--- ENTRIES SHOWN ---
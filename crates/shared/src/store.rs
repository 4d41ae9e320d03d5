use std::{
    collections::HashMap,
    sync::{
        Arc, Mutex,
        atomic::{AtomicBool, Ordering},
    },
};

use async_trait::async_trait;

use crate::StoreError;

/// Minimal string key-value storage, the server-side stand-in for browser
/// local storage.
#[async_trait]
pub trait KeyValueStore: Send + Sync {
    async fn get(&self, key: &str) -> Result<Option<String>, StoreError>;
    async fn set(&self, key: &str, value: &str) -> Result<(), StoreError>;
    async fn remove(&self, key: &str) -> Result<(), StoreError>;
}

pub type SharedStore = Arc<dyn KeyValueStore>;

#[async_trait]
impl<S: KeyValueStore + ?Sized> KeyValueStore for Arc<S> {
    async fn get(&self, key: &str) -> Result<Option<String>, StoreError> {
        (**self).get(key).await
    }

    async fn set(&self, key: &str, value: &str) -> Result<(), StoreError> {
        (**self).set(key, value).await
    }

    async fn remove(&self, key: &str) -> Result<(), StoreError> {
        (**self).remove(key).await
    }
}

/// In-memory store. Clones share the same entries.
///
/// The store can be switched off or given a byte quota so callers can
/// exercise their storage failure paths.
#[derive(Clone, Default)]
pub struct MemoryStore {
    entries: Arc<Mutex<HashMap<String, String>>>,
    unavailable: Arc<AtomicBool>,
    quota: Option<usize>,
}

impl MemoryStore {
    pub fn new() -> Self {
        Self::default()
    }

    /// Limits the total size of keys and values in bytes.
    pub fn with_quota(quota: usize) -> Self {
        Self {
            quota: Some(quota),
            ..Self::default()
        }
    }

    pub fn set_available(&self, available: bool) {
        self.unavailable.store(!available, Ordering::SeqCst);
    }

    pub fn len(&self) -> usize {
        self.entries.lock().map(|e| e.len()).unwrap_or_default()
    }

    pub fn is_empty(&self) -> bool {
        self.len() == 0
    }

    fn entries(&self) -> Result<std::sync::MutexGuard<'_, HashMap<String, String>>, StoreError> {
        if self.unavailable.load(Ordering::SeqCst) {
            return Err(StoreError::Unavailable);
        }

        self.entries
            .lock()
            .map_err(|e| StoreError::Backend(e.to_string()))
    }
}

#[async_trait]
impl KeyValueStore for MemoryStore {
    async fn get(&self, key: &str) -> Result<Option<String>, StoreError> {
        Ok(self.entries()?.get(key).cloned())
    }

    async fn set(&self, key: &str, value: &str) -> Result<(), StoreError> {
        let mut entries = self.entries()?;

        if let Some(quota) = self.quota {
            let used: usize = entries
                .iter()
                .filter(|(k, _)| k.as_str() != key)
                .map(|(k, v)| k.len() + v.len())
                .sum();

            if used + key.len() + value.len() > quota {
                return Err(StoreError::QuotaExceeded);
            }
        }

        entries.insert(key.to_owned(), value.to_owned());

        Ok(())
    }

    async fn remove(&self, key: &str) -> Result<(), StoreError> {
        self.entries()?.remove(key);

        Ok(())
    }
}

/// View of a store where every key is prefixed with a scope, so each
/// visitor sees its own fixed keys.
#[derive(Clone)]
pub struct Scoped {
    inner: SharedStore,
    scope: String,
}

impl Scoped {
    pub fn new(inner: SharedStore, scope: impl Into<String>) -> Self {
        Self {
            inner,
            scope: scope.into(),
        }
    }

    fn key(&self, key: &str) -> String {
        format!("{}:{key}", self.scope)
    }
}

#[async_trait]
impl KeyValueStore for Scoped {
    async fn get(&self, key: &str) -> Result<Option<String>, StoreError> {
        self.inner.get(&self.key(key)).await
    }

    async fn set(&self, key: &str, value: &str) -> Result<(), StoreError> {
        self.inner.set(&self.key(key), value).await
    }

    async fn remove(&self, key: &str) -> Result<(), StoreError> {
        self.inner.remove(&self.key(key)).await
    }
}
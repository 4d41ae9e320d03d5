use std::{collections::BTreeMap, sync::Arc};

use folio_shared::TransportError;
use time::OffsetDateTime;

use crate::{
    ContactFormInput, Limits, SanitizedSubmission, SubmissionResult, SubmissionState, Transport,
    ValidationResult, validate_contact_form,
};

pub const INVALID_FORM_MESSAGE: &str = "Please fix the errors in the form";
pub const SUCCESS_MESSAGE: &str = "Thank you for your message! I will get back to you soon.";
pub const FAILURE_MESSAGE: &str = "Something went wrong. Please try again.";

#[derive(Clone)]
pub struct Command {
    transport: Arc<dyn Transport>,
    limits: Limits,
}

impl Command {
    pub fn new(transport: impl Transport + 'static, limits: Limits) -> Self {
        Self {
            transport: Arc::new(transport),
            limits,
        }
    }

    pub fn limits(&self) -> &Limits {
        &self.limits
    }

    pub fn validate(&self, input: &ContactFormInput) -> ValidationResult {
        validate_contact_form(input, &self.limits)
    }

    /// Validates, sanitizes and hands the form to the transport, folding
    /// every outcome into a [`SubmissionResult`].
    ///
    /// An invalid form returns at once without reaching the transport.
    pub async fn submit_form(&self, input: &ContactFormInput) -> SubmissionResult {
        let (state, outcome) = self.run(input).await;

        match outcome {
            Outcome::Invalid(validation) => SubmissionResult {
                success: false,
                message: INVALID_FORM_MESSAGE.to_owned(),
                errors: validation.errors,
                data: None,
                state,
            },
            Outcome::Sent(payload) => SubmissionResult {
                success: true,
                message: SUCCESS_MESSAGE.to_owned(),
                errors: BTreeMap::new(),
                data: Some(payload),
                state,
            },
            Outcome::Failed(_) => SubmissionResult {
                success: false,
                message: FAILURE_MESSAGE.to_owned(),
                errors: BTreeMap::new(),
                data: None,
                state,
            },
        }
    }

    /// Same flow as [`Command::submit_form`] with failures as errors.
    pub async fn send(&self, input: &ContactFormInput) -> folio_shared::Result<SanitizedSubmission> {
        match self.run(input).await.1 {
            Outcome::Invalid(validation) => {
                Err(validation.into_result().err().unwrap_or_default().into())
            }
            Outcome::Sent(payload) => Ok(payload),
            Outcome::Failed(err) => Err(err.into()),
        }
    }

    async fn run(&self, input: &ContactFormInput) -> (SubmissionState, Outcome) {
        let mut flow = Flow::default();

        flow.advance(SubmissionState::Validating);
        let validation = self.validate(input);
        if !validation.is_valid {
            flow.advance(SubmissionState::Invalid);

            return (flow.state, Outcome::Invalid(validation));
        }

        flow.advance(SubmissionState::Sanitizing);
        let payload = SanitizedSubmission::new(input, OffsetDateTime::now_utc());

        flow.advance(SubmissionState::Submitting);
        match self.transport.submit(&payload).await {
            Ok(ack) => {
                flow.advance(SubmissionState::Succeeded);
                tracing::info!(accepted_at = %ack.accepted_at, "contact form submitted");

                (flow.state, Outcome::Sent(payload))
            }
            Err(err) => {
                flow.advance(SubmissionState::Failed);
                tracing::error!(error = %err, "contact form submission failed");

                (flow.state, Outcome::Failed(err))
            }
        }
    }
}

enum Outcome {
    Invalid(ValidationResult),
    Sent(SanitizedSubmission),
    Failed(TransportError),
}

#[derive(Default)]
struct Flow {
    state: SubmissionState,
}

impl Flow {
    fn advance(&mut self, next: SubmissionState) {
        debug_assert!(
            self.state.can_advance_to(next),
            "invalid submission transition {} -> {next}",
            self.state
        );

        tracing::trace!(from = %self.state, to = %next, "submission state");
        self.state = next;
    }
}

#[cfg(test)]
mod tests {
    use std::time::Duration;

    use super::*;
    use crate::SimulatedTransport;

    struct Refusing;

    #[async_trait::async_trait]
    impl Transport for Refusing {
        async fn submit(&self, _payload: &SanitizedSubmission) -> Result<crate::Ack, TransportError> {
            Err(TransportError::Status(500))
        }
    }

    fn input(name: &str) -> ContactFormInput {
        ContactFormInput {
            name: name.to_owned(),
            email: "ada@example.com".to_owned(),
            subject: "Engines".to_owned(),
            message: "Let us compute everything.".to_owned(),
        }
    }

    #[tokio::test]
    async fn test_send_walks_the_same_states() {
        let command = Command::new(SimulatedTransport::new(Duration::ZERO), Limits::default());
        assert_eq!(command.run(&input("Ada")).await.0, SubmissionState::Succeeded);
        assert_eq!(command.run(&input("A")).await.0, SubmissionState::Invalid);

        let refusing = Command::new(Refusing, Limits::default());
        let (state, outcome) = refusing.run(&input("Ada")).await;
        assert_eq!(state, SubmissionState::Failed);
        assert!(matches!(outcome, Outcome::Failed(TransportError::Status(500))));

        assert!(matches!(
            refusing.send(&input("Ada")).await,
            Err(folio_shared::Error::Transport(TransportError::Status(500)))
        ));
    }
}
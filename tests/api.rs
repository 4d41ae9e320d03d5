use axum::http::StatusCode;
use folio_shared::TransportError;
use serde_json::json;
use tower::ServiceExt;

mod common;

use common::{FailingTransport, body_json, create_test_app, create_test_app_with, post_json};

#[tokio::test]
async fn test_api_submit_success() {
    let app = create_test_app().await;

    let response = app
        .router
        .oneshot(post_json(
            "/api/contact",
            json!({
                "name": "  Ada Lovelace ",
                "email": "ada@example.com",
                "subject": "Engines",
                "message": "Let us compute <everything>."
            }),
        ))
        .await
        .unwrap();

    assert_eq!(response.status(), StatusCode::OK);

    let json = body_json(response).await;
    assert_eq!(json["success"], true);
    assert_eq!(json["data"]["name"], "Ada Lovelace");
    assert_eq!(json["data"]["message"], "Let us compute &lt;everything&gt;.");
    assert!(json.get("errors").is_none());
}

#[tokio::test]
async fn test_api_submit_invalid() {
    let app = create_test_app().await;

    let response = app
        .router
        .oneshot(post_json("/api/contact", json!({ "email": "nope" })))
        .await
        .unwrap();

    assert_eq!(response.status(), StatusCode::UNPROCESSABLE_ENTITY);

    let json = body_json(response).await;
    assert_eq!(json["success"], false);
    assert_eq!(json["message"], "Please fix the errors in the form");
    assert_eq!(json["errors"]["email"], "Please enter a valid email address");
    assert_eq!(json["errors"]["name"], "Name is required");
}

#[tokio::test]
async fn test_api_submit_transport_failure() {
    let app = create_test_app_with(FailingTransport(TransportError::Status(503))).await;

    let response = app
        .router
        .oneshot(post_json(
            "/api/contact",
            json!({
                "name": "Ada Lovelace",
                "email": "ada@example.com",
                "subject": "Engines",
                "message": "Let us compute everything."
            }),
        ))
        .await
        .unwrap();

    assert_eq!(response.status(), StatusCode::BAD_GATEWAY);
    assert_eq!(
        body_json(response).await["message"],
        "Something went wrong. Please try again."
    );
}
---
▶ [WHAT THIS TASK INVOLVES] Out of the records above, pick each line that contains the string "lock".

▶ [SOLVED PROBLEM]
        self.entries.lock().map(|e| e.len()).unwrap_or_default()
            .lock()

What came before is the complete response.